Dataset excerpts
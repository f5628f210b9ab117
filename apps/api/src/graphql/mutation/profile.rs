//! Profile mutations
//!
//! Year of birth is validated before the store is touched; a value outside
//! `[1900, current year]` is always reported as an error, whatever the
//! mutation failure policy.

use async_graphql::{Context, Object, Result};
use uuid::Uuid;

use crate::error::to_graphql_error;
use crate::graphql::types::{ChangeProfileInput, CreateProfileInput, Profile};
use crate::repositories::SharedStore;

use super::{apply_failure_policy, validate_year_of_birth};

#[derive(Default)]
pub struct ProfileMutation;

#[Object]
impl ProfileMutation {
    /// Create the profile of a user
    ///
    /// # Errors
    /// - `VALIDATION_ERROR` if the year of birth is out of range
    /// - `NOT_FOUND` if the user does not exist
    /// - `CONFLICT` if the user already has a profile
    async fn create_profile(&self, ctx: &Context<'_>, dto: CreateProfileInput) -> Result<Profile> {
        validate_year_of_birth(dto.year_of_birth)?;

        let store = ctx.data::<SharedStore>()?;
        let profile = store
            .create_profile(dto.into())
            .await
            .map_err(to_graphql_error)?;

        tracing::info!(profile_id = %profile.id, user_id = %profile.user_id, "Profile created");
        Ok(Profile::from(profile))
    }

    /// Update the given fields of a profile
    async fn change_profile(
        &self,
        ctx: &Context<'_>,
        id: Uuid,
        dto: ChangeProfileInput,
    ) -> Result<Option<Profile>> {
        if let Some(year) = dto.year_of_birth {
            validate_year_of_birth(year)?;
        }

        let store = ctx.data::<SharedStore>()?;
        let result = store.update_profile(id, dto.into()).await;
        Ok(apply_failure_policy(ctx, "changeProfile", result)?.map(Profile::from))
    }

    async fn delete_profile(&self, ctx: &Context<'_>, id: Uuid) -> Result<bool> {
        let store = ctx.data::<SharedStore>()?;
        let result = store.delete_profile(id).await;
        Ok(apply_failure_policy(ctx, "deleteProfile", result)?.is_some())
    }
}
//! Post queries
//!
//! Posts are flat records; their author is reachable through `User.posts`.

use async_graphql::{Context, Object, Result};
use uuid::Uuid;

use crate::error::to_graphql_error;
use crate::graphql::types::Post;
use crate::repositories::SharedStore;

#[derive(Default)]
pub struct PostQuery;

#[Object]
impl PostQuery {
    /// List all posts
    async fn posts(&self, ctx: &Context<'_>) -> Result<Vec<Post>> {
        let store = ctx.data::<SharedStore>()?;
        let posts = store.list_posts().await.map_err(to_graphql_error)?;
        Ok(posts.into_iter().map(Post::from).collect())
    }

    /// Get a post by id
    async fn post(&self, ctx: &Context<'_>, id: Uuid) -> Result<Option<Post>> {
        let store = ctx.data::<SharedStore>()?;
        let post = store.find_post(id).await.map_err(to_graphql_error)?;
        Ok(post.map(Post::from))
    }
}
// ==================== Subscriptions ====================

#[tokio::test]
async fn test_subscribe_and_unsubscribe() {
    let app = TestApp::new();
    let ada = app.user("Ada").await;
    let bob = app.user("Bob").await;
    let vars = json!({ "user": ada.id, "author": bob.id });

    let subscribed = execute_with(
        &app.state,
        "mutation($user: UUID!, $author: UUID!) { subscribeTo(userId: $user, authorId: $author) { name userSubscribedTo { name } } }",
        vars.clone(),
    )
    .await;
    assert_no_errors(&subscribed);
    assert_eq!(
        subscribed["data"]["subscribeTo"],
        json!({ "name": "Ada", "userSubscribedTo": [{ "name": "Bob" }] })
    );

    // Subscribing twice is a conflict, reported as null under the soft policy
    let again = execute_with(
        &app.state,
        "mutation($user: UUID!, $author: UUID!) { subscribeTo(userId: $user, authorId: $author) { id } }",
        vars.clone(),
    )
    .await;
    assert_no_errors(&again);
    assert!(again["data"]["subscribeTo"].is_null());

    let unsubscribed = execute_with(
        &app.state,
        "mutation($user: UUID!, $author: UUID!) { unsubscribeFrom(userId: $user, authorId: $author) }",
        vars,
    )
    .await;
    assert_eq!(unsubscribed["data"]["unsubscribeFrom"], json!(true));
    assert!(app
        .store
        .authors_for_subscribers(&[ada.id])
        .await
        .unwrap()
        .is_empty());
}
//! Error handling for the Memberhub API
//!
//! This module provides a unified error type using thiserror, with an HTTP
//! status classification and conversion into GraphQL errors carrying an
//! `extensions.code`.

use async_graphql::ErrorExtensions;
use axum::http::StatusCode;
use thiserror::Error;

/// Main API error type
#[derive(Error, Debug)]
pub enum ApiError {
    // ========== Resource Errors ==========
    /// Requested resource not found
    #[error("{resource_type} not found: {id}")]
    NotFound {
        resource_type: &'static str,
        id: String,
    },

    /// Resource already exists (conflict)
    #[error("{resource_type} already exists: {id}")]
    Conflict {
        resource_type: &'static str,
        id: String,
    },

    // ========== Validation Errors ==========
    /// Input validation failed
    #[error("validation error: {0}")]
    ValidationError(String),

    // ========== Database Errors ==========
    /// Database query failed
    #[error("database error: {0}")]
    Database(#[from] sqlx::Error),

    /// Database connection pool exhausted
    #[error("database connection unavailable")]
    DatabaseUnavailable,

    // ========== Internal Errors ==========
    /// Internal server error (catch-all for unexpected errors)
    #[error("internal server error: {0}")]
    Internal(String),
}

impl ApiError {
    /// Get the HTTP status code for this error
    pub fn status_code(&self) -> StatusCode {
        match self {
            Self::NotFound { .. } => StatusCode::NOT_FOUND,
            Self::Conflict { .. } => StatusCode::CONFLICT,
            Self::ValidationError(_) => StatusCode::BAD_REQUEST,
            Self::DatabaseUnavailable => StatusCode::SERVICE_UNAVAILABLE,
            Self::Database(_) | Self::Internal(_) => StatusCode::INTERNAL_SERVER_ERROR,
        }
    }

    /// Get the error code string for client-side handling
    pub fn error_code(&self) -> &'static str {
        match self {
            Self::NotFound { .. } => "NOT_FOUND",
            Self::Conflict { .. } => "CONFLICT",
            Self::ValidationError(_) => "VALIDATION_ERROR",
            Self::Database(_) => "DATABASE_ERROR",
            Self::DatabaseUnavailable => "DATABASE_UNAVAILABLE",
            Self::Internal(_) => "INTERNAL_ERROR",
        }
    }

    /// Create a not found error for a specific resource
    pub fn not_found(resource_type: &'static str, id: impl ToString) -> Self {
        Self::NotFound {
            resource_type,
            id: id.to_string(),
        }
    }

    /// Create a conflict error for a specific resource
    pub fn conflict(resource_type: &'static str, id: impl ToString) -> Self {
        Self::Conflict {
            resource_type,
            id: id.to_string(),
        }
    }

    /// Whether the error is the client's fault (safe to echo back verbatim)
    pub fn is_client_error(&self) -> bool {
        self.status_code().is_client_error()
    }

    /// Log the error with appropriate severity based on status code
    pub fn log(&self) {
        let status = self.status_code();
        if status.is_server_error() {
            tracing::error!(
                error = %self,
                code = self.error_code(),
                status = status.as_u16(),
                "Server error occurred"
            );
        } else {
            tracing::debug!(
                error = %self,
                code = self.error_code(),
                status = status.as_u16(),
                "Client error"
            );
        }
    }

    /// Convert into a GraphQL error, logging server errors
    ///
    /// Client errors keep their message; server errors are replaced with a
    /// generic message so internals never leak into responses.
    pub fn to_graphql(&self) -> async_graphql::Error {
        if !self.is_client_error() {
            self.log();
        }
        self.as_graphql_error()
    }

    /// Convert into a GraphQL error without logging
    ///
    /// For errors that were already logged where they were raised, such as a
    /// failed batch shared by every field waiting on it.
    pub fn as_graphql_error(&self) -> async_graphql::Error {
        let code = self.error_code();
        let message = if self.is_client_error() {
            self.to_string()
        } else {
            "An unexpected error occurred".to_string()
        };

        async_graphql::Error::new(message).extend_with(|_, e| e.set("code", code))
    }
}

/// `map_err` adapter for resolver results
pub fn to_graphql_error(error: ApiError) -> async_graphql::Error {
    error.to_graphql()
}

/// Result type alias for API operations
pub type ApiResult<T> = Result<T, ApiError>;
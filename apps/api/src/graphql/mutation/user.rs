//! User mutations
//!
//! - createUser: Create a user
//! - changeUser: Partially update a user
//! - deleteUser: Delete a user with their profile, posts and subscriptions

use async_graphql::{Context, Object, Result};
use uuid::Uuid;

use crate::error::to_graphql_error;
use crate::graphql::types::{ChangeUserInput, CreateUserInput, User};
use crate::repositories::SharedStore;

use super::apply_failure_policy;

#[derive(Default)]
pub struct UserMutation;

#[Object]
impl UserMutation {
    /// Create a new user
    async fn create_user(&self, ctx: &Context<'_>, dto: CreateUserInput) -> Result<User> {
        let store = ctx.data::<SharedStore>()?;
        let user = store
            .create_user(dto.into())
            .await
            .map_err(to_graphql_error)?;

        tracing::info!(user_id = %user.id, "User created");
        Ok(User::from(user))
    }

    /// Update the given fields of a user
    async fn change_user(
        &self,
        ctx: &Context<'_>,
        id: Uuid,
        dto: ChangeUserInput,
    ) -> Result<Option<User>> {
        let store = ctx.data::<SharedStore>()?;
        let result = store.update_user(id, dto.into()).await;
        Ok(apply_failure_policy(ctx, "changeUser", result)?.map(User::from))
    }

    /// Delete a user
    async fn delete_user(&self, ctx: &Context<'_>, id: Uuid) -> Result<bool> {
        let store = ctx.data::<SharedStore>()?;
        let result = store.delete_user(id).await;
        Ok(apply_failure_policy(ctx, "deleteUser", result)?.is_some())
    }
}
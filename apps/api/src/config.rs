//! API server configuration

use std::env;
use std::str::FromStr;
use std::time::Duration;

use anyhow::{bail, Context, Result};
use memberhub_shared_config::{parse_env, CommonConfig, DatabaseConfig, Environment};

use crate::graphql::loaders::LoaderSettings;

/// Default maximum nesting of selection sets
///
/// Counted the way async-graphql counts it: every field level is one, the
/// top-level field included. `{ a { b { c { d { e } } } } }` is depth 5 and
/// passes; one more level is rejected.
pub const DEFAULT_DEPTH_LIMIT: usize = 5;

/// Which [`Store`](crate::repositories::Store) implementation backs the API
#[derive(Debug, Clone, Copy, PartialEq, Eq, Default)]
pub enum StoreBackend {
    #[default]
    Postgres,
    Memory,
}

impl FromStr for StoreBackend {
    type Err = String;

    fn from_str(s: &str) -> Result<Self, Self::Err> {
        match s.trim().to_lowercase().as_str() {
            "postgres" | "postgresql" | "pg" => Ok(Self::Postgres),
            "memory" | "in-memory" => Ok(Self::Memory),
            other => Err(format!("unknown store backend '{}'", other)),
        }
    }
}

/// How change, delete and (un)subscribe mutations report store failures
#[derive(Debug, Clone, Copy, PartialEq, Eq, Default)]
pub enum MutationFailurePolicy {
    /// Log a warning and return `null` / `false`
    #[default]
    Soft,
    /// Surface the failure as a GraphQL error
    Strict,
}

impl FromStr for MutationFailurePolicy {
    type Err = String;

    fn from_str(s: &str) -> Result<Self, Self::Err> {
        match s.trim().to_lowercase().as_str() {
            "soft" => Ok(Self::Soft),
            "strict" => Ok(Self::Strict),
            other => Err(format!("unknown mutation failure policy '{}'", other)),
        }
    }
}

/// API server configuration loaded from environment variables
#[derive(Debug, Clone)]
pub struct Config {
    /// Common configuration shared with other services
    pub common: CommonConfig,

    /// Server port (default: 8080)
    pub port: u16,

    /// Store implementation (default: postgres)
    pub store_backend: StoreBackend,

    /// Maximum query depth (default: 5)
    pub graphql_depth_limit: usize,

    /// Loader batch window in milliseconds (default: 1)
    pub graphql_batch_delay_ms: u64,

    /// Maximum keys per grouped fetch (default: 1000)
    pub graphql_max_batch_size: usize,

    /// Mutation failure policy (default: soft)
    pub mutation_failure_policy: MutationFailurePolicy,

    /// CORS allowed origins (optional)
    pub cors_allowed_origins: Option<Vec<String>>,
}

impl Config {
    /// Load configuration from environment variables
    ///
    /// In production mode, this function requires:
    /// - `DATABASE_URL`: Must be explicitly set (no insecure defaults)
    /// - `STORE_BACKEND`: Must not be `memory`
    pub fn from_env() -> Result<Self> {
        // Determine environment first to know if we need strict validation
        let environment = Environment::from_str(
            &env::var("ENVIRONMENT").unwrap_or_else(|_| "development".to_string()),
        )
        .unwrap_or_default();
        let is_production = environment.is_production();

        let store_backend = Self::load_store_backend(is_production)?;

        // Validate DATABASE_URL is explicitly set in production
        if is_production {
            Self::validate_database_url()?;
        }

        let common = CommonConfig::from_env()
            .map_err(|e| anyhow::anyhow!("Failed to load config: {}", e))?;

        let graphql_depth_limit = parse_env("GRAPHQL_DEPTH_LIMIT", DEFAULT_DEPTH_LIMIT)?;
        if graphql_depth_limit == 0 {
            bail!("GRAPHQL_DEPTH_LIMIT must be at least 1");
        }

        let graphql_max_batch_size = parse_env("GRAPHQL_MAX_BATCH_SIZE", 1000usize)?;
        if graphql_max_batch_size == 0 {
            bail!("GRAPHQL_MAX_BATCH_SIZE must be at least 1");
        }

        Ok(Self {
            common,

            port: env::var("PORT")
                .unwrap_or_else(|_| "8080".to_string())
                .parse()
                .context("Invalid PORT value")?,

            store_backend,

            graphql_depth_limit,

            graphql_batch_delay_ms: parse_env("GRAPHQL_BATCH_DELAY_MS", 1u64)?,

            graphql_max_batch_size,

            mutation_failure_policy: env::var("MUTATION_FAILURE_POLICY")
                .ok()
                .filter(|s| !s.is_empty())
                .map(|s| s.parse::<MutationFailurePolicy>())
                .transpose()
                .map_err(|e: String| anyhow::anyhow!(e))
                .context("Invalid MUTATION_FAILURE_POLICY value")?
                .unwrap_or_default(),

            cors_allowed_origins: env::var("CORS_ORIGINS").ok().map(|s| {
                s.split(',')
                    .map(|s| s.trim().to_string())
                    .filter(|s| !s.is_empty())
                    .collect()
            }),
        })
    }

    /// Load and validate STORE_BACKEND
    ///
    /// The in-memory store loses everything on restart, so production refuses it.
    fn load_store_backend(is_production: bool) -> Result<StoreBackend> {
        let backend = match env::var("STORE_BACKEND") {
            Ok(value) if !value.is_empty() => value
                .parse::<StoreBackend>()
                .map_err(|e| anyhow::anyhow!(e))
                .context("Invalid STORE_BACKEND value")?,
            _ => StoreBackend::default(),
        };

        if backend == StoreBackend::Memory {
            if is_production {
                bail!(
                    "STORE_BACKEND=memory is not allowed in production. \
                     Use the postgres backend."
                );
            }
            tracing::warn!("Using the in-memory store; data will not survive a restart");
        }

        Ok(backend)
    }

    /// Validate that DATABASE_URL is explicitly set in production
    fn validate_database_url() -> Result<()> {
        match env::var("DATABASE_URL") {
            Ok(url) if !url.is_empty() => Ok(()),
            _ => {
                bail!(
                    "DATABASE_URL environment variable is required in production. \
                     Please set your PostgreSQL connection string."
                );
            }
        }
    }

    /// Get database configuration
    pub fn database(&self) -> &DatabaseConfig {
        &self.common.database
    }

    /// Get environment mode
    pub fn environment(&self) -> Environment {
        self.common.environment
    }

    /// Check if running in production
    pub fn is_production(&self) -> bool {
        self.common.environment.is_production()
    }

    /// Batching parameters for the per-request loaders
    pub fn loader_settings(&self) -> LoaderSettings {
        LoaderSettings {
            delay: Duration::from_millis(self.graphql_batch_delay_ms),
            max_batch_size: self.graphql_max_batch_size,
        }
    }
}
//! Posts-by-author DataLoader
//!
//! Batches `User.posts` lookups into a single grouped fetch, then partitions
//! the rows back per author.

use async_graphql::dataloader::Loader;
use std::collections::HashMap;
use std::sync::Arc;
use uuid::Uuid;

use crate::error::ApiError;
use crate::models::Post;
use crate::repositories::SharedStore;

use super::shared_error;

/// DataLoader for batching posts-by-author queries
#[derive(Clone)]
pub struct PostsByAuthorLoader {
    store: SharedStore,
}

impl PostsByAuthorLoader {
    pub fn new(store: SharedStore) -> Self {
        Self { store }
    }
}

impl Loader<Uuid> for PostsByAuthorLoader {
    type Value = Vec<Post>;
    type Error = Arc<ApiError>;

    async fn load(&self, keys: &[Uuid]) -> Result<HashMap<Uuid, Self::Value>, Self::Error> {
        tracing::debug!(keys = keys.len(), "Batch loading posts");

        let posts = self
            .store
            .posts_by_author_ids(keys)
            .await
            .map_err(shared_error)?;

        let mut result: HashMap<Uuid, Vec<Post>> = HashMap::new();
        for post in posts {
            result.entry(post.author_id).or_default().push(post);
        }

        // Ensure all requested keys have an entry (even if empty)
        for key in keys {
            result.entry(*key).or_default();
        }

        Ok(result)
    }
}
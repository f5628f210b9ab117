//! Database models and types for Memberhub
//!
//! This module contains SQLx models for:
//! - Users and their subscription edges
//! - Profiles and membership tiers
//! - Posts

pub mod member_type;
pub mod post;
pub mod profile;
pub mod subscription;
pub mod user;

pub use member_type::{MemberType, MemberTypeId};
pub use post::Post;
pub use profile::Profile;
pub use subscription::{LinkedUser, SubscriptionEdge};
pub use user::User;
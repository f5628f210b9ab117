//! User model for Memberhub

use serde::{Deserialize, Serialize};
use sqlx::FromRow;
use uuid::Uuid;

/// User record from the users table
#[derive(Debug, Clone, PartialEq, FromRow, Serialize)]
pub struct User {
    /// Unique user identifier
    pub id: Uuid,

    /// Display name
    pub name: String,

    /// Account balance
    pub balance: f64,
}

/// User creation input
#[derive(Debug, Clone, Deserialize)]
pub struct CreateUser {
    pub name: String,
    pub balance: f64,
}

/// Partial user update; `None` fields are left untouched
#[derive(Debug, Clone, Default, Deserialize)]
pub struct UpdateUser {
    pub name: Option<String>,
    pub balance: Option<f64>,
}

impl User {
    /// Build a new user row with a fresh identifier
    pub fn create(input: CreateUser) -> Self {
        Self {
            id: Uuid::new_v4(),
            name: input.name,
            balance: input.balance,
        }
    }

    /// Apply a partial update in place
    pub fn apply(&mut self, update: UpdateUser) {
        if let Some(name) = update.name {
            self.name = name;
        }
        if let Some(balance) = update.balance {
            self.balance = balance;
        }
    }
}
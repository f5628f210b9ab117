//! Health check HTTP route handlers
//!
//! Provides endpoints for checking the health of the API and its store:
//! - `GET /health` - Simple liveness check (returns 200 OK)
//! - `GET /health/ready` - Readiness check (pings the store)
//! - `GET /health/live` - Kubernetes-style liveness probe

use axum::{extract::State, http::StatusCode, response::IntoResponse, routing::get, Json, Router};
use serde::Serialize;

use crate::repositories::SharedStore;

/// Shared application state for health check handlers
#[derive(Clone)]
pub struct HealthState {
    /// Store whose connectivity decides readiness
    pub store: SharedStore,
}

impl HealthState {
    pub fn new(store: SharedStore) -> Self {
        Self { store }
    }
}

/// Readiness probe body
#[derive(Debug, Serialize)]
pub struct ReadinessResponse {
    pub status: &'static str,
    pub store: &'static str,
    #[serde(skip_serializing_if = "Option::is_none")]
    pub error: Option<String>,
}

/// Create health check router
pub fn health_router(state: HealthState) -> Router {
    Router::new()
        .route("/", get(simple_health))
        .route("/live", get(liveness_probe))
        .route("/ready", get(readiness_probe))
        .with_state(state)
}

/// Simple health check - always returns OK if the server is running
async fn simple_health() -> &'static str {
    "OK"
}

/// Liveness probe for Kubernetes
///
/// This should NOT check external dependencies - that's what readiness is for.
async fn liveness_probe() -> impl IntoResponse {
    Json(serde_json::json!({
        "status": "alive",
        "version": env!("CARGO_PKG_VERSION"),
    }))
}

/// Readiness probe - pings the store
///
/// # Response
/// - 200 OK if the store answers
/// - 503 Service Unavailable otherwise
async fn readiness_probe(State(state): State<HealthState>) -> impl IntoResponse {
    match state.store.ping().await {
        Ok(()) => (
            StatusCode::OK,
            Json(ReadinessResponse {
                status: "ready",
                store: "ok",
                error: None,
            }),
        ),
        Err(e) => {
            tracing::warn!(error = %e, "Readiness check failed");
            (
                StatusCode::SERVICE_UNAVAILABLE,
                Json(ReadinessResponse {
                    status: "unavailable",
                    store: "error",
                    error: Some(e.error_code().to_string()),
                }),
            )
        }
    }
}
//! Profile GraphQL types
//!
//! `Profile.memberType` resolves through the member type loader, so every
//! profile in a response shares one grouped fetch.

use async_graphql::{Context, InputObject, Object, Result};
use uuid::Uuid;

use crate::graphql::loaders::RequestLoaders;
use crate::models::profile::{CreateProfile, Profile as DbProfile, UpdateProfile};

use super::member_type::{MemberType, MemberTypeId};

/// Profile exposed via GraphQL
pub struct Profile {
    inner: DbProfile,
}

impl Profile {
    /// Create a new GraphQL Profile from a database Profile
    pub fn new(profile: DbProfile) -> Self {
        Self { inner: profile }
    }
}

impl From<DbProfile> for Profile {
    fn from(profile: DbProfile) -> Self {
        Self::new(profile)
    }
}

#[Object]
impl Profile {
    /// Unique profile identifier
    async fn id(&self) -> Uuid {
        self.inner.id
    }

    async fn is_male(&self) -> bool {
        self.inner.is_male
    }

    async fn year_of_birth(&self) -> i32 {
        self.inner.year_of_birth
    }

    /// Owning user
    async fn user_id(&self) -> Uuid {
        self.inner.user_id
    }

    async fn member_type_id(&self) -> MemberTypeId {
        self.inner.member_type_id.into()
    }

    /// Membership tier of this profile
    async fn member_type(&self, ctx: &Context<'_>) -> Result<Option<MemberType>> {
        let loaders = RequestLoaders::from_context(ctx)?;
        let member_type = loaders
            .member_types()
            .load_one(self.inner.member_type_id)
            .await
            .map_err(|e| e.as_graphql_error())?
            .flatten();
        Ok(member_type.map(MemberType::from))
    }
}

/// Input for `createProfile`
#[derive(Debug, InputObject)]
pub struct CreateProfileInput {
    pub is_male: bool,
    pub year_of_birth: i32,
    pub user_id: Uuid,
    pub member_type_id: MemberTypeId,
}

impl From<CreateProfileInput> for CreateProfile {
    fn from(input: CreateProfileInput) -> Self {
        Self {
            is_male: input.is_male,
            year_of_birth: input.year_of_birth,
            user_id: input.user_id,
            member_type_id: input.member_type_id.into(),
        }
    }
}

/// Input for `changeProfile`; omitted fields keep their value
#[derive(Debug, InputObject)]
pub struct ChangeProfileInput {
    pub is_male: Option<bool>,
    pub year_of_birth: Option<i32>,
    pub member_type_id: Option<MemberTypeId>,
}

impl From<ChangeProfileInput> for UpdateProfile {
    fn from(input: ChangeProfileInput) -> Self {
        Self {
            is_male: input.is_male,
            year_of_birth: input.year_of_birth,
            member_type_id: input.member_type_id.map(Into::into),
        }
    }
}
//! Member type queries

use async_graphql::{Context, Object, Result};

use crate::error::to_graphql_error;
use crate::graphql::types::{MemberType, MemberTypeId};
use crate::repositories::SharedStore;

/// Membership tier queries
#[derive(Default)]
pub struct MemberTypeQuery;

#[Object]
impl MemberTypeQuery {
    /// List every membership tier
    async fn member_types(&self, ctx: &Context<'_>) -> Result<Vec<MemberType>> {
        let store = ctx.data::<SharedStore>()?;
        let member_types = store.list_member_types().await.map_err(to_graphql_error)?;
        Ok(member_types.into_iter().map(MemberType::from).collect())
    }

    /// Get a membership tier by id
    async fn member_type(&self, ctx: &Context<'_>, id: MemberTypeId) -> Result<Option<MemberType>> {
        let store = ctx.data::<SharedStore>()?;
        let member_type = store
            .find_member_type(id.into())
            .await
            .map_err(to_graphql_error)?;
        Ok(member_type.map(MemberType::from))
    }
}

## The task:
Looking at the entries above, copy out every line in which "pings" occurs.

## Expected answer:
//! - `GET /health/ready` - Readiness check (pings the store)
/// Readiness probe - pings the store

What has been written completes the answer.